Start of RECORD EXCERPTS

// SPDX-License-Identifier: MIT OR Apache-2.0
//! Loop node: evaluates a network repeatedly, feeding each iteration's
//! result back in through `previous`.

use super::{corresponding_plug, default_output};
use crate::compute::ComputeContext;
use crate::context::Context;
use crate::error::Result;
use crate::node::NodeBehaviour;
use crate::plug::{Direction, PlugDescriptor, PlugId};
use crate::value::{PlugType, PlugValue};
use std::any::Any;

/// Default name of the context variable holding the iteration index
pub const DEFAULT_INDEX_VARIABLE: &str = "loop:index";

/// `out` is `next` evaluated at the last iteration. `previous` at iteration
/// `i` is `next` at `i - 1`, or `in` for the first iteration.
#[derive(Debug, Clone)]
pub struct LoopNode {
    plug_type: PlugType,
}

impl LoopNode {
    /// Create a loop over values of `plug_type`
    pub fn new(plug_type: PlugType) -> Self {
        Self { plug_type }
    }

    fn iteration(context: &Context, variable: &str) -> Option<i32> {
        context.get(variable).and_then(PlugValue::as_int)
    }
}

impl NodeBehaviour for LoopNode {
    fn type_name(&self) -> &'static str {
        "Loop"
    }

    fn plugs(&self) -> Vec<PlugDescriptor> {
        vec![
            PlugDescriptor::new("in", Direction::In, self.plug_type.clone()),
            PlugDescriptor::new("next", Direction::In, self.plug_type.clone()),
            PlugDescriptor::input("iterations", 10),
            PlugDescriptor::input("index_variable", DEFAULT_INDEX_VARIABLE),
            PlugDescriptor::output("out", self.plug_type.clone()),
            PlugDescriptor::output("previous", self.plug_type.clone()),
        ]
    }

    fn compute(&self, cx: &ComputeContext<'_>, output: PlugId) -> Result<PlugValue> {
        default_output(cx, output)
    }

    fn active_source(&self, cx: &ComputeContext<'_>, output: PlugId) -> Result<Option<(PlugId, Context)>> {
        let variable = cx.string("index_variable")?;
        let context = cx.context();

        if let Some(next) = corresponding_plug(cx, output, "out", "next")? {
            let iterations = cx.int("iterations")?;
            if iterations <= 0 || variable.is_empty() {
                let input = corresponding_plug(cx, output, "out", "in")?;
                return Ok(input.map(|plug| (plug, context.clone())));
            }
            return Ok(Some((next, context.with(variable, iterations - 1))));
        }

        if corresponding_plug(cx, output, "previous", "in")?.is_none() {
            return Ok(None);
        }
        match Self::iteration(context, &variable) {
            Some(index) if index >= 1 => {
                let next = corresponding_plug(cx, output, "previous", "next")?;
                Ok(next.map(|plug| (plug, context.with(variable, index - 1))))
            }
            _ => {
                let input = corresponding_plug(cx, output, "previous", "in")?;
                Ok(input.map(|plug| (plug, context.without(&variable))))
            }
        }
    }

    fn as_any(&self) -> &dyn Any {
        self
    }
}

End of RECORD EXCERPTS

> PROBLEM STATEMENT
Beginning at the first line of the records, retype exactly every line up to and including the one with "use crate::node::NodeBehaviour;".

> REPLY
// SPDX-License-Identifier: MIT OR Apache-2.0
//! Loop node: evaluates a network repeatedly, feeding each iteration's
//! result back in through `previous`.

use super::{corresponding_plug, default_output};
use crate::compute::ComputeContext;
use crate::context::Context;
use crate::error::Result;
use crate::node::NodeBehaviour;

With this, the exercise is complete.